It seems self-explanatory. If it doesn't strike you that way, let's try this:
You wrote $p_n=e^{-p_{n-1}^2}$.
The index $n$ can be $0,1,2,3,4,5,\ldots$.
You said $p_0=0$.
So we have
\begin{align}
p_1 & = e^{-p_0^2} & (\text{In this case, $n=1$ and so $n-1=0$.}) \\[8pt]
p_2 & = e^{-p_1^2} & (\text{In this case, $n=2$ and so $n-1=1$.}) \\[8pt]
p_3 & = e^{-p_2^2} & (\text{In this case, $n=3$ and so $n-1=2$.}) \\[8pt]
& \text{and so on.}
\end{align}
You know $p_0$. In the first line above, you find $p_1$. It's a number. You use it in the second line, and thus you find $p_2$. That's another number. Then you use that in the third line to find $p_3$. And so on.

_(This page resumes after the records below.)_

//! Integration tests for watch mode with real engines and a real watcher.

use std::fs;
use std::path::{Path, PathBuf};
use std::sync::Arc;
use std::time::Duration;

use strata_bundler::{
    BaseOptions, Bundle, BundleConfig, BundleStatus, BundlerKind, EventSender, ScriptOptions,
};
use strata_cli::commands::SharedBundle;
use strata_cli::watch::WatchSession;
use tempfile::TempDir;

fn project() -> (TempDir, PathBuf) {
    let temp = TempDir::new().unwrap();
    let root = dunce::canonicalize(temp.path()).unwrap();
    fs::create_dir_all(root.join("src")).unwrap();
    fs::write(
        root.join("src/main.js"),
        "import './util.js';\nconsole.log('main');\n",
    )
    .unwrap();
    fs::write(root.join("src/util.js"), "console.log('util v1');\n").unwrap();
    fs::write(root.join("src/other.js"), "console.log('other');\n").unwrap();
    (temp, root)
}

async fn script_bundle(root: &Path, input: &str, output: &str) -> SharedBundle {
    let mut options = BaseOptions::file(input, output).with_root(root);
    options.map = false;
    let mut bundle = Bundle::new(BundlerKind::Script, EventSender::noop());
    bundle
        .setup(BundleConfig::Script(ScriptOptions::new(options)))
        .unwrap();
    bundle.build(&[]).await.unwrap();
    bundle.write().await.unwrap();
    Arc::new(tokio::sync::Mutex::new(bundle))
}

async fn wait_for(path: &Path, needle: &str) -> bool {
    tokio::time::timeout(Duration::from_secs(10), async {
        loop {
            if fs::read_to_string(path).is_ok_and(|s| s.contains(needle)) {
                return;
            }
            tokio::time::sleep(Duration::from_millis(50)).await;
        }
    })
    .await
    .is_ok()
}

#[tokio::test]
async fn test_dependency_change_rewrites_output() {
    let (_temp, root) = project();
    let session = WatchSession::attach(&root, &["dist".to_string()]).unwrap();

    let main = script_bundle(&root, "src/main.js", "dist/main.js").await;
    let other = script_bundle(&root, "src/other.js", "dist/other.js").await;
    let other_before = fs::metadata(root.join("dist/other.js"))
        .unwrap()
        .modified()
        .unwrap();

    let active = session
        .start(&[main.clone(), other], Duration::from_millis(50))
        .await;

    fs::write(root.join("src/util.js"), "console.log('util v2');\n").unwrap();
    assert!(wait_for(&root.join("dist/main.js"), "util v2").await);

    active.shutdown().await;
    let other_after = fs::metadata(root.join("dist/other.js"))
        .unwrap()
        .modified()
        .unwrap();
    assert_eq!(other_before, other_after);
}

#[tokio::test]
async fn test_new_import_is_tracked_after_rebuild() {
    let (_temp, root) = project();
    let session = WatchSession::attach(&root, &["dist".to_string()]).unwrap();
    let index = Arc::clone(session.index());

    let main = script_bundle(&root, "src/main.js", "dist/main.js").await;
    let active = session
        .start(&[main.clone()], Duration::from_millis(50))
        .await;
    assert!(!index.contains(&root.join("src/extra.js")));

    fs::write(root.join("src/extra.js"), "console.log('extra v1');\n").unwrap();
    fs::write(
        root.join("src/main.js"),
        "import './util.js';\nimport './extra.js';\nconsole.log('main');\n",
    )
    .unwrap();
    assert!(wait_for(&root.join("dist/main.js"), "extra v1").await);
    active.scheduler().wait_idle().await;
    assert!(index.contains(&root.join("src/extra.js")));

    fs::write(root.join("src/extra.js"), "console.log('extra v2');\n").unwrap();
    assert!(wait_for(&root.join("dist/main.js"), "extra v2").await);

    active.shutdown().await;
}

#[tokio::test]
async fn test_failed_rebuild_recovers_on_fix() {
    let (_temp, root) = project();
    let session = WatchSession::attach(&root, &["dist".to_string()]).unwrap();

    let main = script_bundle(&root, "src/main.js", "dist/main.js").await;
    let active = session
        .start(&[main.clone()], Duration::from_millis(50))
        .await;

    fs::write(
        root.join("src/main.js"),
        "import './util.js';\nimport './missing.js';\nconsole.log('main');\n",
    )
    .unwrap();
    tokio::time::sleep(Duration::from_millis(500)).await;
    active.scheduler().wait_idle().await;
    let written = fs::read_to_string(root.join("dist/main.js")).unwrap();
    assert!(written.contains("util v1"));

    fs::write(
        root.join("src/main.js"),
        "import './util.js';\nconsole.log('main fixed');\n",
    )
    .unwrap();
    assert!(wait_for(&root.join("dist/main.js"), "main fixed").await);

    active.shutdown().await;
    assert!(main.lock().await.files().contains(&root.join("src/util.js")));
}

#[tokio::test]
async fn test_dropped_and_failed_imports_match_full_build() {
    let (_temp, root) = project();
    let session = WatchSession::attach(&root, &["dist".to_string()]).unwrap();

    let main = script_bundle(&root, "src/main.js", "dist/main.js").await;
    let active = session
        .start(&[main.clone()], Duration::from_millis(50))
        .await;

    fs::write(root.join("src/main.js"), "console.log('main alone');\n").unwrap();
    assert!(wait_for(&root.join("dist/main.js"), "main alone").await);
    active.scheduler().wait_idle().await;

    fs::write(root.join("src/util.js"), "console.log('util v3');\n").unwrap();
    fs::write(root.join("src/late.js"), "import './nowhere.js';\n").unwrap();
    fs::write(
        root.join("src/main.js"),
        "import './util.js';\nimport './late.js';\nconsole.log('main');\n",
    )
    .unwrap();
    tokio::time::sleep(Duration::from_millis(500)).await;
    active.scheduler().wait_idle().await;
    assert_eq!(main.lock().await.status(), BundleStatus::Error);

    fs::write(root.join("src/late.js"), "console.log('late fixed');\n").unwrap();
    fs::write(
        root.join("src/main.js"),
        "import './util.js';\nimport './late.js';\nconsole.log('main again');\n",
    )
    .unwrap();
    assert!(wait_for(&root.join("dist/main.js"), "main again").await);
    active.shutdown().await;

    let written = fs::read_to_string(root.join("dist/main.js")).unwrap();
    assert!(written.contains("util v3"));
    assert!(written.contains("late fixed"));
}
#[cfg(test)]
mod tests {
    use super::*;
    use crate::config::{BaseOptions, InputSource};
    use std::fs;
    use tempfile::TempDir;

    fn project() -> (TempDir, PathBuf) {
        let dir = TempDir::new().unwrap();
        let root = normalize(dir.path());
        fs::create_dir_all(root.join("src")).unwrap();
        (dir, root)
    }

    fn config(root: &Path, input: &str, production: bool) -> BundleConfig {
        let mut base = BaseOptions::file(input, "dist/out.js").with_root(root);
        base.map = false;
        base.production = production;
        BundleConfig::Script(ScriptOptions::new(base))
    }

    fn text(output: &BuildOutput) -> String {
        String::from_utf8(output.outputs[0].contents.clone()).unwrap()
    }

    #[tokio::test]
    async fn test_dependencies_come_first() {
        let (_dir, root) = project();
        fs::write(
            root.join("src/a.js"),
            "import { twice } from './util';\nconsole.log(twice(2));\n",
        )
        .unwrap();
        fs::write(
            root.join("src/util.js"),
            "export function twice(n) { return n * 2; }\n",
        )
        .unwrap();

        let mut engine = ScriptEngine::default();
        let output = engine
            .build(&config(&root, "src/a.js", false), &[])
            .await
            .unwrap();

        let files: Vec<_> = output.files.iter().cloned().collect();
        assert_eq!(files, vec![root.join("src/a.js"), root.join("src/util.js")]);

        let code = text(&output);
        let util_at = code.find("function twice").unwrap();
        let main_at = code.find("console.log").unwrap();
        assert!(util_at < main_at);
        assert!(!code.contains("from './util'"));
        assert!(code.contains("// src/util.js"));
    }

    #[tokio::test]
    async fn test_unresolved_relative_import() {
        let (_dir, root) = project();
        fs::write(root.join("src/a.js"), "import './gone.js';\n").unwrap();

        let err = ScriptEngine::default()
            .build(&config(&root, "src/a.js", false), &[])
            .await
            .unwrap_err();
        assert!(matches!(err, BundleError::Unresolved { ref specifier, .. } if specifier == "./gone.js"));
    }

    #[tokio::test]
    async fn test_bare_imports_are_left_alone() {
        let (_dir, root) = project();
        fs::write(root.join("src/a.js"), "import React from 'react';\n").unwrap();

        let output = ScriptEngine::default()
            .build(&config(&root, "src/a.js", false), &[])
            .await
            .unwrap();
        assert_eq!(output.files.len(), 1);
        assert!(text(&output).contains("import React from 'react';"));
    }

    #[tokio::test]
    async fn test_cycles_are_emitted_once() {
        let (_dir, root) = project();
        fs::write(root.join("src/a.js"), "import './b.js';\nconst a = 1;\n").unwrap();
        fs::write(root.join("src/b.js"), "import './a.js';\nconst b = 2;\n").unwrap();

        let output = ScriptEngine::default()
            .build(&config(&root, "src/a.js", false), &[])
            .await
            .unwrap();
        let code = text(&output);
        assert_eq!(code.matches("const a").count(), 1);
        assert_eq!(code.matches("const b").count(), 1);
        assert!(code.find("const b").unwrap() < code.find("const a").unwrap());
    }

    #[tokio::test]
    async fn test_incremental_matches_full_build() {
        let (_dir, root) = project();
        let util = root.join("src/util.js");
        fs::write(root.join("src/a.js"), "require('./util');\nmain();\n").unwrap();
        fs::write(&util, "function helper() {}\n").unwrap();

        let config = config(&root, "src/a.js", false);
        let mut engine = ScriptEngine::default();
        engine.build(&config, &[]).await.unwrap();

        fs::write(&util, "function helper() { return 42; }\n").unwrap();
        let incremental = engine.build(&config, &[util.clone()]).await.unwrap();
        let full = ScriptEngine::default().build(&config, &[]).await.unwrap();

        assert_eq!(incremental.outputs, full.outputs);
        assert!(text(&incremental).contains("return 42"));
    }

    #[tokio::test]
    async fn test_dropped_then_reimported_dependency_is_reread() {
        let (_dir, root) = project();
        let a = root.join("src/a.js");
        let util = root.join("src/util.js");
        fs::write(&a, "import './util.js';\nuse(v);\n").unwrap();
        fs::write(&util, "const v = 'OLD';\n").unwrap();

        let config = config(&root, "src/a.js", false);
        let mut engine = ScriptEngine::default();
        engine.build(&config, &[]).await.unwrap();

        fs::write(&a, "use(1);\n").unwrap();
        let output = engine.build(&config, &[a.clone()]).await.unwrap();
        assert!(!output.files.contains(&util));

        // util is no longer watched by this bundle, so its edit arrives with no hint
        fs::write(&util, "const v = 'NEW';\n").unwrap();
        fs::write(&a, "import './util.js';\nuse(v);\n").unwrap();
        let incremental = engine.build(&config, &[a.clone()]).await.unwrap();
        let full = ScriptEngine::default().build(&config, &[]).await.unwrap();

        assert_eq!(incremental.outputs, full.outputs);
        assert!(text(&incremental).contains("const v = 'NEW';"));
    }

    #[tokio::test]
    async fn test_recovers_after_new_import_failed() {
        let (_dir, root) = project();
        let a = root.join("src/a.js");
        let b = root.join("src/b.js");
        fs::write(&a, "main();\n").unwrap();

        let config = config(&root, "src/a.js", false);
        let mut engine = ScriptEngine::default();
        engine.build(&config, &[]).await.unwrap();

        fs::write(&b, "import './missing.js';\n").unwrap();
        fs::write(&a, "import './b.js';\nmain();\n").unwrap();
        let err = engine.build(&config, &[a.clone()]).await.unwrap_err();
        assert!(matches!(err, BundleError::Unresolved { .. }));

        fs::write(&b, "const b = 1;\n").unwrap();
        fs::write(&a, "import './b.js';\nmain(b);\n").unwrap();
        let incremental = engine.build(&config, &[a.clone()]).await.unwrap();
        let full = ScriptEngine::default().build(&config, &[]).await.unwrap();

        assert_eq!(incremental.outputs, full.outputs);
        assert!(text(&incremental).contains("const b = 1;"));
    }

    #[tokio::test]
    async fn test_formats_and_production() {
        let (_dir, root) = project();
        fs::write(root.join("src/a.js"), "\n\nrun();\n\n").unwrap();

        let BundleConfig::Script(options) = config(&root, "src/a.js", true) else {
            unreachable!()
        };
        let iife = BundleConfig::Script(options.clone().format(Format::Iife));
        let code = text(&ScriptEngine::default().build(&iife, &[]).await.unwrap());
        assert_eq!(code, "(function () {\nrun();\n})();\n");

        let cjs = BundleConfig::Script(options.format(Format::Cjs));
        let code = text(&ScriptEngine::default().build(&cjs, &[]).await.unwrap());
        assert!(code.starts_with("'use strict';\n"));
    }

    #[tokio::test]
    async fn test_source_map_and_lint() {
        let (_dir, root) = project();
        fs::write(root.join("src/a.js"), "debugger;\n").unwrap();

        let mut base = BaseOptions::file("src/a.js", "dist/out.js").with_root(&root);
        base.map = true;
        let config = BundleConfig::Script(ScriptOptions::new(base));
        let output = ScriptEngine::default().build(&config, &[]).await.unwrap();

        assert_eq!(output.outputs.len(), 2);
        assert!(text(&output).ends_with("//# sourceMappingURL=out.js.map\n"));
        assert_eq!(output.outputs[1].path, root.join("dist/out.js.map"));
        assert_eq!(output.warnings.len(), 1);
        assert!(output.warnings[0].contains("debugger"));
    }

    #[tokio::test]
    async fn test_inline_input_and_jsx_pragma() {
        let (_dir, root) = project();
        fs::write(root.join("src/view.jsx"), "export const v = <div />;\n").unwrap();

        let mut base = BaseOptions {
            input: vec![InputSource::Inline {
                code: "import './view.jsx';\nrender(v);\n".to_string(),
                root: root.join("src"),
            }],
            output: Some(PathBuf::from("dist/out.js")),
            ..BaseOptions::default()
        }
        .with_root(&root);
        base.map = false;
        let mut options = ScriptOptions::new(base);
        options.jsx.factory = Some("h".to_string());

        let output = ScriptEngine::default()
            .build(&BundleConfig::Script(options), &[])
            .await
            .unwrap();
        let code = text(&output);
        assert!(code.contains("/** @jsx h */\nexport const v"));
        assert!(code.ends_with("render(v);\n"));
        assert_eq!(output.files.len(), 1);
    }
}
use clap::{Args, Subcommand};
use std::path::PathBuf;

use crate::cli::enums::*;
use crate::cli::validation::{parse_debounce, parse_jsx_name};

/// Available Strata subcommands
#[derive(Subcommand, Debug)]
pub enum Command {
    /// Build files, packages or workspaces
    ///
    /// With no targets, builds every workspace of the project (or the project
    /// itself when it is not a monorepo).
    Build(BuildArgs),
}

/// Arguments for the build command
#[derive(Args, Debug, Default, Clone)]
pub struct BuildArgs {
    /// Files, directories or workspace names to build (globs allowed)
    ///
    /// Examples:
    ///   strata build src/index.js
    ///   strata build packages/ui
    ///   strata build '@acme/*'
    #[arg(value_name = "TARGET")]
    pub entries: Vec<String>,

    /// Output file or directory
    ///
    /// Overrides the output fields declared in package.json.
    #[arg(short, long, value_name = "PATH")]
    pub output: Option<PathBuf>,

    /// Rebuild affected bundles when their sources change
    #[arg(short, long)]
    pub watch: bool,

    /// Browserslist-style targets query passed to the engines
    #[arg(long, value_name = "QUERY")]
    pub targets: Option<String>,

    /// Script output format used with --output
    #[arg(short, long, value_enum)]
    pub format: Option<Format>,

    /// Production build (no path markers, compact output)
    #[arg(short, long)]
    pub production: bool,

    /// Do not emit source maps
    #[arg(long)]
    pub no_map: bool,

    /// Skip lint warnings
    #[arg(long)]
    pub no_lint: bool,

    /// Expand packages that are themselves monorepos into their workspaces
    #[arg(short, long)]
    pub recursive: bool,

    /// Also build linked local dependencies, filtered by name patterns
    ///
    /// Without patterns every linked dependency is included. Linked
    /// dependencies are built before the packages that use them.
    ///
    /// Examples:
    ///   strata build packages/app --link
    ///   strata build packages/app --link '@acme/*',utils
    #[arg(long, value_name = "PATTERNS", num_args = 0.., value_delimiter = ',')]
    pub link: Option<Vec<String>>,

    /// Serve the output directory over HTTP (implies --watch)
    #[arg(long)]
    pub serve: bool,

    /// Port for --serve
    #[arg(long, value_name = "PORT")]
    pub port: Option<u16>,

    /// Run as if started in this directory
    #[arg(long, value_name = "DIR")]
    pub cwd: Option<PathBuf>,

    /// Config file to load instead of strata.json
    #[arg(short, long, value_name = "FILE")]
    pub config: Option<PathBuf>,

    /// JSX factory function (e.g. h, React.createElement)
    #[arg(long, value_name = "NAME", value_parser = parse_jsx_name)]
    pub jsx_factory: Option<String>,

    /// JSX fragment (e.g. Fragment, React.Fragment)
    #[arg(long, value_name = "NAME", value_parser = parse_jsx_name)]
    pub jsx_fragment: Option<String>,

    /// Module the JSX runtime is imported from (e.g. preact)
    #[arg(long, value_name = "MODULE")]
    pub jsx_import_source: Option<String>,

    /// Debounce window for file changes, in milliseconds
    #[arg(long, value_name = "MS", value_parser = parse_debounce)]
    pub debounce: Option<u64>,
}

impl BuildArgs {
    /// Watch mode is on for --watch and for --serve.
    pub fn watching(&self) -> bool {
        self.watch || self.serve
    }
}
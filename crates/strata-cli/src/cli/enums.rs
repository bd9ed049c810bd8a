use clap::ValueEnum;
use serde::{Deserialize, Serialize};

/// Output format for script bundles
#[derive(Copy, Clone, PartialEq, Eq, Debug, ValueEnum, Serialize, Deserialize)]
#[serde(rename_all = "lowercase")]
pub enum Format {
    /// ECMAScript modules (import/export syntax)
    #[value(name = "esm")]
    Esm,

    /// CommonJS modules, prefixed with 'use strict'
    #[value(name = "cjs")]
    Cjs,

    /// Immediately Invoked Function Expression for plain script tags
    #[value(name = "iife")]
    Iife,
}

impl From<Format> for strata_bundler::Format {
    fn from(format: Format) -> Self {
        match format {
            Format::Esm => strata_bundler::Format::Esm,
            Format::Cjs => strata_bundler::Format::Cjs,
            Format::Iife => strata_bundler::Format::Iife,
        }
    }
}
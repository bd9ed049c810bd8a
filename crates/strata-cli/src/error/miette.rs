//! Miette conversion for CLI errors.

use ::miette::Report;
use strata_bundler::BundleError;

use super::{BuildError, CliError};

/// Convert a [`CliError`] to a report for display in `main`.
pub fn cli_error_to_miette(err: CliError) -> Report {
    match err {
        CliError::Build(BuildError::Bundle(e)) => bundle_error_to_miette(e),
        CliError::Resolution(e) => ::miette::miette!("{}", e),
        CliError::Config(e) => ::miette::miette!("Configuration error: {}", e),
        _ => ::miette::miette!("{}", err),
    }
}

fn bundle_error_to_miette(err: BundleError) -> Report {
    match err {
        BundleError::Unresolved {
            specifier,
            importer,
        } => ::miette::miette!(
            "Failed to resolve '{}'\nImported from: {}\n\nHint: Check the relative path and file extension",
            specifier,
            importer.display()
        ),
        other => ::miette::miette!("Build error: {}", other),
    }
}
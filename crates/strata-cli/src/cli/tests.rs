#[cfg(test)]
mod tests {
    use crate::cli::validation::{parse_debounce, parse_jsx_name};
    use crate::cli::{Cli, Command, Format};
    use clap::Parser;
    use std::path::PathBuf;

    fn build(args: &[&str]) -> crate::cli::BuildArgs {
        let cli = Cli::try_parse_from(std::iter::once("strata").chain(args.iter().copied()))
            .expect("arguments parse");
        match cli.command {
            Command::Build(args) => args,
        }
    }

    #[test]
    fn test_parse_jsx_name_valid() {
        assert_eq!(parse_jsx_name("h"), Ok("h".to_string()));
        assert_eq!(
            parse_jsx_name("React.createElement"),
            Ok("React.createElement".to_string())
        );
        assert_eq!(parse_jsx_name("$jsx._frag"), Ok("$jsx._frag".to_string()));
    }

    #[test]
    fn test_parse_jsx_name_invalid() {
        assert!(parse_jsx_name("").is_err());
        assert!(parse_jsx_name("1h").is_err());
        assert!(parse_jsx_name("React..x").is_err());
        assert!(parse_jsx_name("my-factory").is_err());
    }

    #[test]
    fn test_parse_debounce() {
        assert_eq!(parse_debounce("200"), Ok(200));
        assert!(parse_debounce("0").is_err());
        assert!(parse_debounce("-5").is_err());
        assert!(parse_debounce("fast").is_err());
    }

    #[test]
    fn test_format_enum_values() {
        use clap::ValueEnum;

        let formats: Vec<_> = Format::value_variants()
            .iter()
            .map(|v| v.to_possible_value().unwrap().get_name().to_string())
            .collect();
        assert_eq!(formats, vec!["esm", "cjs", "iife"]);
    }

    #[test]
    fn test_build_no_targets() {
        let args = build(&["build"]);
        assert!(args.entries.is_empty());
        assert!(args.link.is_none());
        assert!(!args.watching());
    }

    #[test]
    fn test_build_flags() {
        let args = build(&[
            "build",
            "src/a.js",
            "src/b.css",
            "-o",
            "dist/out.js",
            "--format",
            "iife",
            "--production",
            "--no-map",
            "--no-lint",
            "--targets",
            "defaults",
        ]);
        assert_eq!(args.entries, vec!["src/a.js", "src/b.css"]);
        assert_eq!(args.output, Some(PathBuf::from("dist/out.js")));
        assert_eq!(args.format, Some(Format::Iife));
        assert!(args.production && args.no_map && args.no_lint);
        assert_eq!(args.targets.as_deref(), Some("defaults"));
    }

    #[test]
    fn test_link_without_patterns() {
        let args = build(&["build", "packages/app", "--link"]);
        assert_eq!(args.link, Some(vec![]));
    }

    #[test]
    fn test_link_with_patterns() {
        let args = build(&["build", "packages/app", "--link", "@acme/*,utils"]);
        assert_eq!(
            args.link,
            Some(vec!["@acme/*".to_string(), "utils".to_string()])
        );
    }

    #[test]
    fn test_serve_implies_watch() {
        let args = build(&["build", "--serve", "--port", "8080"]);
        assert!(args.watching());
        assert_eq!(args.port, Some(8080));
    }

    #[test]
    fn test_global_flags_after_subcommand() {
        let cli = Cli::try_parse_from(["strata", "build", "--verbose", "--no-color"]).unwrap();
        assert!(cli.verbose);
        assert!(cli.no_color);
    }

    #[test]
    fn test_verbose_conflicts_with_quiet() {
        assert!(Cli::try_parse_from(["strata", "-v", "-q", "build"]).is_err());
    }

    #[test]
    fn test_zero_debounce_rejected() {
        assert!(Cli::try_parse_from(["strata", "build", "--debounce", "0"]).is_err());
    }

    #[test]
    fn test_jsx_flags() {
        let args = build(&[
            "build",
            "src/app.jsx",
            "--jsx-factory",
            "h",
            "--jsx-fragment",
            "Fragment",
            "--jsx-import-source",
            "preact",
        ]);
        assert_eq!(args.jsx_factory.as_deref(), Some("h"));
        assert_eq!(args.jsx_fragment.as_deref(), Some("Fragment"));
        assert_eq!(args.jsx_import_source.as_deref(), Some("preact"));
    }
}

You might also note that $p_{2n}<p_{2n+2}<p_{2n-1}<p_{2n+1}$. In words, the terms jump back and forth over the solution. As a result, your error after $n$ iterates is less than $|p_n-p_{n+1}|$. This allows you to determine when to stop or (actually, I presume) when your program should stop.